Dick Grasso’s lawyers’ attempts to move his case from State to Federal court was a distraction, a spokesman for Eliot Spitzer said.

Lawyers for former New York Stock Exchange chief Richard Grasso have filed a petition to move the lawsuit over his compensation brought by state Attorney General Eliot Spitzer from state to federal court, a Grasso spokesman said Thursday.

Grasso spokesman Eric Starkman said the petition was filed early Thursday. The two sides are to meet Friday with State Supreme Court Judge Charles Ramos for a preliminary hearing.

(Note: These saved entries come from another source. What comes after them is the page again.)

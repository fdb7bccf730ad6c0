#[macro_use]
extern crate rust_i18n;

pub mod briefing;
pub mod calendar;
pub mod config;
pub mod error;
pub mod narration;
pub mod presenter;

// Initialize i18n
i18n!("locales", fallback = "en");
use clap::Parser;
use std::path::PathBuf;

/// Reads the next three weeks of calendar events aloud.
#[derive(Parser, Debug)]
#[command(name = "jarvis", version, about)]
pub struct CliArgs {
    /// Path to the TOML settings file (default: config/jarvis.toml).
    #[arg(short = 'c', long = "config")]
    pub config: Option<PathBuf>,

    /// IANA timezone used as local time, overrides TIMEZONE.
    #[arg(short = 't', long = "timezone")]
    pub timezone: Option<String>,

    /// Print the events without speaking them.
    #[arg(long = "print-only")]
    pub print_only: bool,

    /// Log filter, e.g. "debug" or "jarvis_calendar=trace".
    #[arg(short = 'l', long = "log-level")]
    pub log_level: Option<String>,
}
use super::fetcher::CalendarSource;
use super::models::{EventsPage, RawEvent};
use super::token::TokenManager;
use crate::error::{auth_error, fetch_error, AppResult};
use async_trait::async_trait;
use chrono::{DateTime, SecondsFormat};
use chrono_tz::Tz;
use reqwest::{Client, StatusCode};
use tracing::debug;
use url::Url;

const API_BASE: &str = "https://www.googleapis.com/calendar/v3";
const PAGE_SIZE: &str = "250";

/// Google Calendar v3 events endpoint as a [`CalendarSource`]
pub struct GoogleCalendarSource {
    calendar_id: String,
    token_manager: TokenManager,
    client: Client,
    base_url: String,
}

impl GoogleCalendarSource {
    pub fn new(calendar_id: String, token_manager: TokenManager) -> Self {
        Self {
            calendar_id,
            token_manager,
            client: Client::new(),
            base_url: API_BASE.to_string(),
        }
    }

    /// Build the events URL for one page
    pub fn events_url(
        &self,
        start: &DateTime<Tz>,
        end: &DateTime<Tz>,
        page_token: Option<&str>,
    ) -> AppResult<Url> {
        let mut url = Url::parse(&self.base_url)
            .map_err(|e| fetch_error(&format!("Failed to parse URL: {}", e)))?;

        url.path_segments_mut()
            .map_err(|_| fetch_error("Calendar API URL cannot have a path"))?
            .extend(["calendars", self.calendar_id.as_str(), "events"]);

        {
            let mut query = url.query_pairs_mut();
            query.append_pair("timeMin", &start.to_rfc3339_opts(SecondsFormat::Secs, true));
            query.append_pair("timeMax", &end.to_rfc3339_opts(SecondsFormat::Secs, true));
            query.append_pair("singleEvents", "true");
            query.append_pair("orderBy", "startTime");
            query.append_pair("maxResults", PAGE_SIZE);
            if let Some(token) = page_token {
                query.append_pair("pageToken", token);
            }
        }

        Ok(url)
    }

    async fn fetch_page(&self, url: Url, access_token: &str) -> AppResult<EventsPage> {
        let response = self
            .client
            .get(url)
            .bearer_auth(access_token)
            .send()
            .await
            .map_err(|e| fetch_error(&format!("Failed to fetch events: {}", e)))?;

        let status = response.status();
        if !status.is_success() {
            let error_body = response
                .text()
                .await
                .unwrap_or_else(|_| "Could not read error response".to_string());
            let message = format!("Failed to fetch events: HTTP {} - {}", status, error_body);
            return Err(match status {
                StatusCode::UNAUTHORIZED | StatusCode::FORBIDDEN => auth_error(&message),
                _ => fetch_error(&message),
            });
        }

        response
            .json()
            .await
            .map_err(|e| fetch_error(&format!("Failed to parse events response: {}", e)))
    }
}

#[async_trait]
impl CalendarSource for GoogleCalendarSource {
    async fn list_events(
        &self,
        start: DateTime<Tz>,
        end: DateTime<Tz>,
    ) -> AppResult<Vec<RawEvent>> {
        let access_token = self.token_manager.access_token().await?;

        let mut events = Vec::new();
        let mut page_token: Option<String> = None;
        loop {
            let url = self.events_url(&start, &end, page_token.as_deref())?;
            let page = self.fetch_page(url, &access_token).await?;
            debug!("Fetched page with {} events", page.items.len());

            events.extend(page.items);
            match page.next_page_token {
                Some(token) if !token.is_empty() => page_token = Some(token),
                _ => break,
            }
        }

        Ok(events)
    }
}

#[cfg(test)]
mod tests {
    use super::*;
    use chrono::TimeZone;
    use chrono_tz::{Europe, UTC};

    fn source(calendar_id: &str) -> GoogleCalendarSource {
        let manager = TokenManager::new("token.json", "id".to_string(), "secret".to_string());
        GoogleCalendarSource::new(calendar_id.to_string(), manager)
    }

    #[test]
    fn test_events_url() {
        let start = UTC.with_ymd_and_hms(2024, 6, 3, 0, 0, 0).unwrap();
        let end = UTC.with_ymd_and_hms(2024, 6, 10, 0, 0, 0).unwrap();
        let url = source("primary").events_url(&start, &end, None).unwrap();

        assert_eq!(url.path(), "/calendar/v3/calendars/primary/events");
        let pairs: Vec<(String, String)> = url.query_pairs().into_owned().collect();
        assert!(pairs.contains(&("timeMin".to_string(), "2024-06-03T00:00:00Z".to_string())));
        assert!(pairs.contains(&("timeMax".to_string(), "2024-06-10T00:00:00Z".to_string())));
        assert!(pairs.contains(&("singleEvents".to_string(), "true".to_string())));
        assert!(pairs.contains(&("orderBy".to_string(), "startTime".to_string())));
        assert!(!pairs.iter().any(|(k, _)| k == "pageToken"));
    }

    #[test]
    fn test_events_url_escapes_calendar_id_and_keeps_offset() {
        let start = Europe::Helsinki.with_ymd_and_hms(2024, 6, 3, 0, 0, 0).unwrap();
        let end = Europe::Helsinki.with_ymd_and_hms(2024, 6, 10, 0, 0, 0).unwrap();
        let url = source("team#holidays@group.calendar.google.com")
            .events_url(&start, &end, Some("next-page"))
            .unwrap();

        assert_eq!(
            url.path(),
            "/calendar/v3/calendars/team%23holidays@group.calendar.google.com/events"
        );
        let pairs: Vec<(String, String)> = url.query_pairs().into_owned().collect();
        assert!(pairs.contains(&("timeMin".to_string(), "2024-06-03T00:00:00+03:00".to_string())));
        assert!(pairs.contains(&("pageToken".to_string(), "next-page".to_string())));
    }

    #[test]
    fn test_events_page_parsing() {
        let body = r#"{
            "kind": "calendar#events",
            "items": [
                {"id": "1", "summary": "Dentist", "status": "confirmed",
                 "start": {"dateTime": "2024-06-04T15:00:00Z"},
                 "end": {"dateTime": "2024-06-04T16:00:00Z"}},
                {"id": "2", "start": {"date": "2024-06-05"}, "end": {"date": "2024-06-06"}}
            ],
            "nextPageToken": "abc"
        }"#;
        let page: EventsPage = serde_json::from_str(body).unwrap();

        assert_eq!(page.items.len(), 2);
        assert_eq!(page.items[0].summary.as_deref(), Some("Dentist"));
        assert_eq!(page.items[1].summary, None);
        assert_eq!(page.items[1].start.as_ref().unwrap().date.as_deref(), Some("2024-06-05"));
        assert_eq!(page.next_page_token.as_deref(), Some("abc"));

        let empty: EventsPage = serde_json::from_str(r#"{"kind": "calendar#events"}"#).unwrap();
        assert!(empty.items.is_empty());
        assert!(empty.next_page_token.is_none());
    }
}
use chrono::{DateTime, Duration};
use chrono_tz::Tz;
use serde::{Deserialize, Serialize};

/// One calendar week, half-open `[start, end)`
#[derive(Debug, Clone, Copy, PartialEq, Eq)]
pub struct TimeWindow {
    pub start: DateTime<Tz>,
    pub end: DateTime<Tz>,
}

impl TimeWindow {
    /// Whether `instant` falls inside the window
    pub fn contains(&self, instant: &DateTime<Tz>) -> bool {
        *instant >= self.start && *instant < self.end
    }

    pub fn duration(&self) -> Duration {
        self.end - self.start
    }
}

/// A calendar event with resolved start and end instants
#[derive(Debug, Clone, PartialEq, Eq)]
pub struct CalendarEvent {
    pub id: String,
    pub title: String,
    pub start: DateTime<Tz>,
    pub end: DateTime<Tz>,
    /// The source gave only a date; start is local midnight
    pub all_day: bool,
}

/// A calendar event tagged with its urgency
#[derive(Debug, Clone, PartialEq, Eq)]
pub struct ClassifiedEvent {
    pub event: CalendarEvent,
    pub urgent: bool,
}

/// Event record as returned by the Google Calendar events endpoint
#[derive(Debug, Clone, Default, Serialize, Deserialize)]
#[serde(rename_all = "camelCase")]
pub struct RawEvent {
    #[serde(default)]
    pub id: String,
    pub summary: Option<String>,
    pub status: Option<String>,
    pub start: Option<RawEventTime>,
    pub end: Option<RawEventTime>,
}

/// Either `dateTime` (RFC 3339) or `date` (all-day, `YYYY-MM-DD`)
#[derive(Debug, Clone, Default, Serialize, Deserialize)]
#[serde(rename_all = "camelCase")]
pub struct RawEventTime {
    pub date_time: Option<String>,
    pub date: Option<String>,
    pub time_zone: Option<String>,
}

impl RawEventTime {
    pub fn date_time(value: &str) -> Self {
        Self {
            date_time: Some(value.to_string()),
            ..Default::default()
        }
    }

    pub fn date(value: &str) -> Self {
        Self {
            date: Some(value.to_string()),
            ..Default::default()
        }
    }
}

/// One page of the events list response
#[derive(Debug, Clone, Default, Deserialize)]
#[serde(rename_all = "camelCase")]
pub struct EventsPage {
    #[serde(default)]
    pub items: Vec<RawEvent>,
    pub next_page_token: Option<String>,
}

Starkman noted that the request for a move to federal court was a “technical legal matter” and did not constitute Grasso’s official response to Spitzer’s lawsuit, filed May 24. Grasso has 30 days from the date of Spitzer’s suit to file a response.

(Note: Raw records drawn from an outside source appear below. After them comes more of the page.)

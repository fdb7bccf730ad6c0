use miette::{Diagnostic, Result};
use thiserror::Error;

/// Main error type for the application
#[derive(Debug, Error, Diagnostic)]
pub enum Error {
    #[error("Authentication error: {0}")]
    #[diagnostic(
        code(jarvis::authentication),
        help("Run `get_calendar_token` to authorize calendar access again")
    )]
    Authentication(String),

    #[error("Calendar fetch error: {0}")]
    #[diagnostic(code(jarvis::fetch))]
    Fetch(String),

    #[error("Audio output not ready after {waited_ms} ms ({polls} checks)")]
    #[diagnostic(code(jarvis::audio_not_ready))]
    AudioNotReady { waited_ms: u64, polls: u32 },

    #[error("Speech error: {0}")]
    #[diagnostic(code(jarvis::speech))]
    Speech(String),

    #[error("Environment error: {0}")]
    #[diagnostic(code(jarvis::environment))]
    Environment(String),

    #[error("Configuration error: {0}")]
    #[diagnostic(code(jarvis::config))]
    Config(String),

    #[error(transparent)]
    #[diagnostic(code(jarvis::io))]
    Io(#[from] std::io::Error),

    #[error("Serialization error: {0}")]
    #[diagnostic(code(jarvis::serialization))]
    Serialization(String),

    #[error("Other error: {0}")]
    #[diagnostic(code(jarvis::other))]
    Other(String),
}

// Implement From for TOML deserialization errors
impl From<toml::de::Error> for Error {
    fn from(err: toml::de::Error) -> Self {
        Error::Serialization(err.to_string())
    }
}

impl From<serde_json::Error> for Error {
    fn from(err: serde_json::Error) -> Self {
        Error::Serialization(err.to_string())
    }
}

/// Type alias for Result with our Error type
pub type AppResult<T> = Result<T, Error>;

/// Helper to create environment errors
pub fn env_error(message: &str) -> Error {
    Error::Environment(message.to_string())
}

/// Helper to create configuration errors
pub fn config_error(message: &str) -> Error {
    Error::Config(message.to_string())
}

/// Helper to create authentication errors
pub fn auth_error(message: &str) -> Error {
    Error::Authentication(message.to_string())
}

/// Helper to create calendar fetch errors
pub fn fetch_error(message: &str) -> Error {
    Error::Fetch(message.to_string())
}

/// Helper to create speech errors
pub fn speech_error(message: &str) -> Error {
    Error::Speech(message.to_string())
}

/// Helper to create other errors
pub fn other_error(message: &str) -> Error {
    Error::Other(message.to_string())
}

A source who has seen the filing, speaking on condition of anonymity, told The Associated Press the shift to federal court was sought because of jurisdictional matters, since the exchange is regulated primarily by the U.S. Securities and Exchange Commission, not the state of New York.

Spitzer spokesman Marc Violette said the attorney general would contest the petition.

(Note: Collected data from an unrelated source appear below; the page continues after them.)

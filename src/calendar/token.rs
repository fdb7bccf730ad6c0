use crate::error::{auth_error, AppResult};
use chrono::Utc;
use reqwest::Client;
use serde::{Deserialize, Serialize};
use std::fs;
use std::path::{Path, PathBuf};
use tracing::{debug, info};

/// Google OAuth token endpoint
pub const TOKEN_URL: &str = "https://oauth2.googleapis.com/token";

/// Refresh this many seconds before the recorded expiry
const EXPIRY_MARGIN_SECS: i64 = 60;

/// Token as persisted on disk
#[derive(Debug, Clone, PartialEq, Eq, Serialize, Deserialize)]
pub struct StoredToken {
    pub access_token: String,
    #[serde(default, skip_serializing_if = "Option::is_none")]
    pub refresh_token: Option<String>,
    /// Unix timestamp (seconds)
    pub expires_at: i64,
}

impl StoredToken {
    pub fn is_fresh(&self, now: i64) -> bool {
        self.expires_at - EXPIRY_MARGIN_SECS > now
    }

    /// Build a stored token from a token endpoint response
    pub fn from_response(
        response: TokenResponse,
        previous_refresh: Option<String>,
        now: i64,
    ) -> Self {
        Self {
            access_token: response.access_token,
            refresh_token: response.refresh_token.or(previous_refresh),
            expires_at: now + response.expires_in.unwrap_or(3600),
        }
    }
}

/// Body returned by the token endpoint
#[derive(Debug, Clone, Deserialize)]
pub struct TokenResponse {
    pub access_token: String,
    pub refresh_token: Option<String>,
    pub expires_in: Option<i64>,
}

/// Loads, refreshes and saves the OAuth token file
#[derive(Clone)]
pub struct TokenManager {
    path: PathBuf,
    client_id: String,
    client_secret: String,
    client: Client,
}

impl TokenManager {
    pub fn new(path: impl Into<PathBuf>, client_id: String, client_secret: String) -> Self {
        Self {
            path: path.into(),
            client_id,
            client_secret,
            client: Client::new(),
        }
    }

    pub fn path(&self) -> &Path {
        &self.path
    }

    /// Read the token file
    pub fn load(&self) -> AppResult<StoredToken> {
        let content = fs::read_to_string(&self.path).map_err(|e| {
            auth_error(&format!(
                "No token at {} ({}). Run get_calendar_token first.",
                self.path.display(),
                e
            ))
        })?;
        serde_json::from_str(&content)
            .map_err(|e| auth_error(&format!("Failed to parse token file: {}", e)))
    }

    /// Write the token file
    pub fn save(&self, token: &StoredToken) -> AppResult<()> {
        if let Some(parent) = self.path.parent() {
            if !parent.as_os_str().is_empty() && !parent.exists() {
                fs::create_dir_all(parent)?;
            }
        }
        fs::write(&self.path, serde_json::to_string_pretty(token)?)?;
        Ok(())
    }

    /// Get a valid access token, refreshing it if it has expired
    pub async fn access_token(&self) -> AppResult<String> {
        let token = self.load()?;
        let now = Utc::now().timestamp();

        if token.is_fresh(now) {
            debug!("Using stored access token");
            return Ok(token.access_token);
        }

        info!("Access token expired, refreshing");
        let refreshed = self.refresh(&token).await?;
        Ok(refreshed.access_token)
    }

    /// Refresh an expired token and persist the result
    async fn refresh(&self, token: &StoredToken) -> AppResult<StoredToken> {
        let refresh_token = token
            .refresh_token
            .clone()
            .ok_or_else(|| auth_error("No refresh token in token data"))?;

        let params = [
            ("client_id", self.client_id.as_str()),
            ("client_secret", self.client_secret.as_str()),
            ("refresh_token", refresh_token.as_str()),
            ("grant_type", "refresh_token"),
        ];

        let response = self
            .client
            .post(TOKEN_URL)
            .form(&params)
            .send()
            .await
            .map_err(|e| auth_error(&format!("Failed to refresh token: {}", e)))?;

        if !response.status().is_success() {
            let status = response.status();
            let error_body = response
                .text()
                .await
                .unwrap_or_else(|_| "Could not read error response".to_string());
            return Err(auth_error(&format!(
                "Failed to refresh token: HTTP {} - {}",
                status, error_body
            )));
        }

        let body: TokenResponse = response
            .json()
            .await
            .map_err(|e| auth_error(&format!("Failed to parse token response: {}", e)))?;

        let refreshed =
            StoredToken::from_response(body, Some(refresh_token), Utc::now().timestamp());
        self.save(&refreshed)?;
        Ok(refreshed)
    }
}
//! Window arguments.

#[cfg(feature = "schema")]
use schemars::JsonSchema;
use serde::{Deserialize, Serialize};

use crate::error::{Error, Result};

/// Which end of the cursor-bounded window a page is taken from.
#[derive(Debug, Clone, Copy, PartialEq, Eq, Hash)]
pub enum Anchor {
    /// The first `n` rows of the window (`first`).
    Head,
    /// The last `n` rows of the window (`last`).
    Tail,
}

/// Arguments of a single page request.
///
/// Cursors are the opaque tokens handed out with a previous page. When
/// neither `first` nor `last` is given, `first` defaults to the page size.
#[derive(Debug, Clone, Default, PartialEq, Eq, Serialize, Deserialize)]
#[cfg_attr(feature = "schema", derive(JsonSchema))]
#[serde(rename_all = "camelCase")]
pub struct WindowRequest {
    /// Only return rows strictly before this cursor.
    #[serde(default, skip_serializing_if = "Option::is_none")]
    pub before: Option<String>,
    /// Only return rows strictly after this cursor.
    #[serde(default, skip_serializing_if = "Option::is_none")]
    pub after: Option<String>,
    /// Take this many rows from the head of the window.
    #[serde(default, skip_serializing_if = "Option::is_none")]
    pub first: Option<u32>,
    /// Take this many rows from the tail of the window.
    #[serde(default, skip_serializing_if = "Option::is_none")]
    pub last: Option<u32>,
    /// Per-request page size cap; never exceeds the configured maximum.
    #[serde(default, skip_serializing_if = "Option::is_none")]
    pub max_page_size: Option<u32>,
}

impl WindowRequest {
    /// Creates a request for the default first page.
    pub fn new() -> Self {
        Self::default()
    }

    /// Takes `count` rows from the head of the window.
    pub fn with_first(mut self, count: u32) -> Self {
        self.first = Some(count);
        self
    }

    /// Takes `count` rows from the tail of the window.
    pub fn with_last(mut self, count: u32) -> Self {
        self.last = Some(count);
        self
    }

    /// Bounds the window to rows after `cursor`.
    pub fn with_after(mut self, cursor: impl Into<String>) -> Self {
        self.after = Some(cursor.into());
        self
    }

    /// Bounds the window to rows before `cursor`.
    pub fn with_before(mut self, cursor: impl Into<String>) -> Self {
        self.before = Some(cursor.into());
        self
    }

    /// Caps the page size for this request.
    pub fn with_max_page_size(mut self, max_page_size: u32) -> Self {
        self.max_page_size = Some(max_page_size);
        self
    }

    /// Resolves the anchor and the clamped row count.
    ///
    /// Fails with [`Error::ConflictingArguments`] when both `first` and
    /// `last` are present.
    pub fn resolve(&self, configured_max: u32) -> Result<(Anchor, u32)> {
        let max = self
            .max_page_size
            .map_or(configured_max, |max| max.min(configured_max));

        match (self.first, self.last) {
            (Some(_), Some(_)) => Err(Error::ConflictingArguments),
            (Some(first), None) => Ok((Anchor::Head, first.min(max))),
            (None, Some(last)) => Ok((Anchor::Tail, last.min(max))),
            (None, None) => Ok((Anchor::Head, max)),
        }
    }
}

#[cfg(test)]
mod tests {
    use super::*;

    #[test]
    fn first_defaults_to_max_page_size() {
        assert_eq!(WindowRequest::new().resolve(100).unwrap(), (Anchor::Head, 100));
    }

    #[test]
    fn counts_are_clamped() {
        let request = WindowRequest::new().with_last(500);
        assert_eq!(request.resolve(100).unwrap(), (Anchor::Tail, 100));

        let request = WindowRequest::new().with_first(50).with_max_page_size(20);
        assert_eq!(request.resolve(100).unwrap(), (Anchor::Head, 20));

        let request = WindowRequest::new().with_max_page_size(500);
        assert_eq!(request.resolve(100).unwrap(), (Anchor::Head, 100));
    }

    #[test]
    fn zero_is_kept() {
        let request = WindowRequest::new().with_first(0);
        assert_eq!(request.resolve(100).unwrap(), (Anchor::Head, 0));
    }

    #[test]
    fn first_and_last_conflict() {
        let request = WindowRequest::new().with_first(2).with_last(2);
        assert!(matches!(request.resolve(100), Err(Error::ConflictingArguments)));
    }

    #[test]
    fn deserializes_camel_case() {
        let request: WindowRequest =
            serde_json::from_str(r#"{"after": "abc", "first": 3, "maxPageSize": 10}"#).unwrap();
        assert_eq!(
            request,
            WindowRequest::new().with_after("abc").with_first(3).with_max_page_size(10)
        );
    }
}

“This case is based on violations of state law and should be adjudicated by a state judge in state court,” Violette said. “This action by Mr. Grasso’s legal team is a distraction from the issue of unreasonable pay in violation of state not-for-profit corporation law.”

Spitzer is seeking the return of the bulk of Grasso’s $187.5 million compensation package, awarded in August 2003, claiming that the former NYSE head misled the board of directors about his pay and bullied them into approving his compensation.

Revelations about the lawsuit prompted Grasso’s resignation as chairman and chief executive of the NYSE in September. Former exchange board member Kenneth Langone, who headed the compensation committee for the board, was also named in the suit, with Spitzer seeking $18 million in damages against him for allegedly misleading fellow board members about Grasso’s pay package.

Both Grasso and Langone have vehemently denied any wrongdoing and have promised to fight Spitzer’s suit in court.